Aquel negocio fue una especie de escuela para el barrio. Demostramos que éramos capaces de trabajar, a pesar de nuestras condiciones físicas. La relación con los clientes era muy buena. Supimos ganar el respeto y lealtad de propios y extraños; algo que conseguimos cultivando siempre una actitud de seriedad, respeto, saber escuchar y responsabilidad. Era preciso dar para recibir. Allí aprendimos todos.
En 1996 me compré mi primer ordenador, ya que decidí realizar mi tesis doctoral en Psicología y no quería que pasasen unas cuantas décadas escribiéndola con la Olivetti praxis 45D. En aquellos años, los ordenadores no tenían panel de control ni el apartado del Centro de Accesibilidad para activar el uso del teclado y presionar métodos abreviados del teclado de dos o tres teclas a la vez. Ante tal situación, ni corta ni perezosa, un amigo y yo ideamos y construimos un artilugio metálico con base de madera bastante ligero que en su otro extremo terminaba en un trozo de plomo. Yo lo colocaba a mi izquierda, soy zurda, cerca del teclado. Lo agarraba por la varilla de metal, ponía con cuidado la punta de plomo encima de una tecla, y seguidamente pulsaba con mi dedo escribiente en otra tecla. A pesar de tener que utilizar este artilugio, me sentía muchísimo más cómoda que con la máquina de escribir.
Al poco tiempo llegó Internet con todas sus posibilidades y casi sin las barreras del mundo real. Nunca he podido utilizar un ratón porque mi pulso va a su aire. Por otro lado, aunque utilice solo dos dedos para escribir, no me siento demasiado lenta. Pienso que cada persona busca sus trucos para explotar sus capacidades lo mejor posible.

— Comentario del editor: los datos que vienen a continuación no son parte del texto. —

//! Phase 1: Fragment Discovery
//!
//! Lists the manifest fragments of one scope: the files directly inside a
//! resource directory plus any remote fragments configured for the project.
//!
//! ## Process
//!
//! 1.  **Local files**: Immediate files of the directory are listed in file
//!     name order. Only `.yml`, `.yaml` and `.json` files are fragments; the
//!     profile declaration files and everything else are skipped silently.
//!     A missing directory contributes no fragments.
//!
//! 2.  **Remote fragments**: Each configured URL is fetched through a
//!     [`RemoteFetcher`] and appended after the local files. A failed fetch
//!     aborts the run.
//!
//! Discovery never writes anything.

use std::path::{Path, PathBuf};

use log::debug;
use url::Url;
use walkdir::WalkDir;

use crate::defaults::PROFILE_FILE_NAMES;
use crate::error::{Error, Result};
use crate::fetch::{remote_file_name, RemoteFetcher};

/// Extensions recognized as manifest fragments.
pub const FRAGMENT_EXTENSIONS: &[&str] = &["yml", "yaml", "json"];

/// Where a fragment's content comes from.
#[derive(Debug, Clone, PartialEq)]
pub enum FragmentSource {
    Local(PathBuf),
    /// `index` is the position of the URL among the configured remotes.
    Remote {
        url: Url,
        index: usize,
        content: String,
    },
}

/// A manifest fragment awaiting expansion.
#[derive(Debug, Clone, PartialEq)]
pub struct Fragment {
    /// File name used for the expanded copy and for kind/name inference.
    pub file_name: String,
    pub source: FragmentSource,
}

impl Fragment {
    pub fn local(path: PathBuf) -> Option<Self> {
        let file_name = path.file_name()?.to_str()?.to_string();
        Some(Self {
            file_name,
            source: FragmentSource::Local(path),
        })
    }

    /// Path of the expanded copy relative to the work directory.
    ///
    /// Local fragments keep their file name. Remote fragments go to
    /// `remote/<index>/<file name>` so they never replace a local fragment or
    /// another remote one with the same file name.
    pub fn work_path(&self) -> PathBuf {
        match &self.source {
            FragmentSource::Local(_) => PathBuf::from(&self.file_name),
            FragmentSource::Remote { index, .. } => PathBuf::from("remote")
                .join(index.to_string())
                .join(&self.file_name),
        }
    }

    /// Path or URL for diagnostics.
    pub fn origin(&self) -> PathBuf {
        match &self.source {
            FragmentSource::Local(path) => path.clone(),
            FragmentSource::Remote { url, .. } => PathBuf::from(url.as_str()),
        }
    }

    /// Raw, unexpanded content.
    pub fn read_content(&self) -> std::io::Result<String> {
        match &self.source {
            FragmentSource::Local(path) => std::fs::read_to_string(path),
            FragmentSource::Remote { content, .. } => Ok(content.clone()),
        }
    }
}

/// Whether `path` names a manifest fragment.
pub fn is_fragment_file(path: &Path) -> bool {
    let Some(file_name) = path.file_name().and_then(|n| n.to_str()) else {
        return false;
    };
    if PROFILE_FILE_NAMES.contains(&file_name) {
        return false;
    }
    path.extension()
        .and_then(|e| e.to_str())
        .is_some_and(|ext| FRAGMENT_EXTENSIONS.contains(&ext.to_ascii_lowercase().as_str()))
}

/// Immediate fragment files of `dir`, sorted by file name.
pub fn list_local_fragments(dir: &Path) -> Result<Vec<Fragment>> {
    if !dir.exists() {
        debug!("No fragment directory at {}", dir.display());
        return Ok(Vec::new());
    }
    if !dir.is_dir() {
        return Err(Error::configuration(format!(
            "Fragment location {} is not a directory",
            dir.display()
        )));
    }

    let mut fragments = Vec::new();
    for entry in WalkDir::new(dir)
        .min_depth(1)
        .max_depth(1)
        .sort_by_file_name()
    {
        let entry = entry.map_err(|e| Error::Io(e.into()))?;
        if !entry.file_type().is_file() || !is_fragment_file(entry.path()) {
            continue;
        }
        if let Some(fragment) = Fragment::local(entry.into_path()) {
            fragments.push(fragment);
        }
    }
    Ok(fragments)
}

/// Fetch every remote fragment, in configuration order.
pub fn fetch_remote_fragments(
    remotes: &[String],
    fetcher: &dyn RemoteFetcher,
) -> Result<Vec<Fragment>> {
    let mut fragments = Vec::with_capacity(remotes.len());
    for (index, remote) in remotes.iter().enumerate() {
        let url = Url::parse(remote).map_err(|e| Error::Fetch {
            url: remote.clone(),
            message: e.to_string(),
        })?;
        let file_name = remote_file_name(&url).ok_or_else(|| Error::Fetch {
            url: remote.clone(),
            message: "URL has no file name".to_string(),
        })?;
        let content = fetcher.fetch(&url)?;
        fragments.push(Fragment {
            file_name,
            source: FragmentSource::Remote {
                url,
                index,
                content,
            },
        });
    }
    Ok(fragments)
}

/// Executes Phase 1: local fragments of `dir` followed by the remote ones.
pub fn execute(dir: &Path, remotes: &[String], fetcher: &dyn RemoteFetcher) -> Result<Vec<Fragment>> {
    let mut fragments = list_local_fragments(dir)?;
    fragments.extend(fetch_remote_fragments(remotes, fetcher)?);
    Ok(fragments)
}

#[cfg(test)]
pub(crate) mod tests {
    use super::*;
    use std::collections::HashMap;
    use std::fs;
    use tempfile::TempDir;

    /// Serves canned content keyed by URL.
    #[derive(Default)]
    pub(crate) struct MockFetcher {
        pub responses: HashMap<String, String>,
    }

    impl RemoteFetcher for MockFetcher {
        fn fetch(&self, url: &Url) -> Result<String> {
            self.responses
                .get(url.as_str())
                .cloned()
                .ok_or_else(|| Error::Fetch {
                    url: url.to_string(),
                    message: "404".to_string(),
                })
        }
    }

    #[test]
    fn test_missing_directory_yields_no_fragments() {
        let temp = TempDir::new().unwrap();
        let fragments = execute(&temp.path().join("absent"), &[], &MockFetcher::default()).unwrap();
        assert!(fragments.is_empty());
    }

    #[test]
    fn test_file_instead_of_directory_is_error() {
        let temp = TempDir::new().unwrap();
        let file = temp.path().join("file.yml");
        fs::write(&file, "kind: Service").unwrap();
        assert!(list_local_fragments(&file).is_err());
    }

    #[test]
    fn test_lists_only_fragment_files_sorted() {
        let temp = TempDir::new().unwrap();
        fs::write(temp.path().join("b-svc.yml"), "").unwrap();
        fs::write(temp.path().join("a-deployment.yaml"), "").unwrap();
        fs::write(temp.path().join("c.json"), "{}").unwrap();
        fs::write(temp.path().join("README.md"), "").unwrap();
        fs::write(temp.path().join("profiles.yml"), "").unwrap();
        fs::create_dir(temp.path().join("dev")).unwrap();
        fs::write(temp.path().join("dev/ignored.yml"), "").unwrap();

        let names: Vec<_> = list_local_fragments(temp.path())
            .unwrap()
            .into_iter()
            .map(|f| f.file_name)
            .collect();
        assert_eq!(names, vec!["a-deployment.yaml", "b-svc.yml", "c.json"]);
    }

    #[test]
    fn test_remote_fragments_follow_local_ones() {
        let temp = TempDir::new().unwrap();
        fs::write(temp.path().join("local-cm.yml"), "kind: ConfigMap").unwrap();

        let mut fetcher = MockFetcher::default();
        fetcher.responses.insert(
            "https://example.com/shared/db-secret.yml".to_string(),
            "kind: Secret".to_string(),
        );

        let fragments = execute(
            temp.path(),
            &["https://example.com/shared/db-secret.yml".to_string()],
            &fetcher,
        )
        .unwrap();
        assert_eq!(fragments.len(), 2);
        assert_eq!(fragments[0].file_name, "local-cm.yml");
        assert_eq!(fragments[1].file_name, "db-secret.yml");
        assert_eq!(fragments[1].read_content().unwrap(), "kind: Secret");
    }

    #[test]
    fn test_work_paths_keep_same_named_fragments_apart() {
        let temp = TempDir::new().unwrap();
        fs::write(temp.path().join("web-svc.yml"), "kind: Service").unwrap();

        let remotes = vec![
            "https://example.com/a/web-svc.yml".to_string(),
            "https://example.com/b/web-svc.yml".to_string(),
        ];
        let mut fetcher = MockFetcher::default();
        for remote in &remotes {
            fetcher
                .responses
                .insert(remote.clone(), "kind: Service".to_string());
        }

        let fragments = execute(temp.path(), &remotes, &fetcher).unwrap();
        let paths: Vec<_> = fragments.iter().map(Fragment::work_path).collect();
        assert_eq!(
            paths,
            vec![
                PathBuf::from("web-svc.yml"),
                PathBuf::from("remote/0/web-svc.yml"),
                PathBuf::from("remote/1/web-svc.yml"),
            ]
        );
    }

    #[test]
    fn test_failed_remote_fetch_is_fatal() {
        let temp = TempDir::new().unwrap();
        let err = execute(
            temp.path(),
            &["https://example.com/missing.yml".to_string()],
            &MockFetcher::default(),
        )
        .unwrap_err();
        assert!(matches!(err, Error::Fetch { .. }));
    }

    #[test]
    fn test_invalid_remote_url_is_fatal() {
        let err = fetch_remote_fragments(&["not a url".to_string()], &MockFetcher::default())
            .unwrap_err();
        assert!(matches!(err, Error::Fetch { .. }));
    }
}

En 1998 presenté mi tesis doctoral: “Actitudes y creencias sociales de los jóvenes vascos sobre la minusvalía física”; a día de hoy y con la nueva nomenclatura, se titularía “Actitudes y creencias sociales de los jóvenes vascos sobre la diversidad funcional física”. Escribí en unos cuantos folios un resumen de la misma y una amiga de clase lo leyó, ya que por entonces no existía, o yo no conocía, ningún programa con voz que se pudiese acoplar a un ordenador. Defendí mi tesis con un ordenador portátil que me dejó Agustín Echevarría, mi director de tesis. Dicho ordenador no destacaba por su accesibilidad a las personas con diversidad funcional física. No obstante, pude responder a las preguntas de los miembros del jurado, saliendo airosa de la prueba. El jurado fue exquisitamente inclusivo, a decir verdad, el tema se prestaba a ello.
Quiero terminar con una frase que invita a la reflexión: Los niños y las niñas pequeñas no excluyen, acogen toda diversidad; aprendamos de ellos y ellas.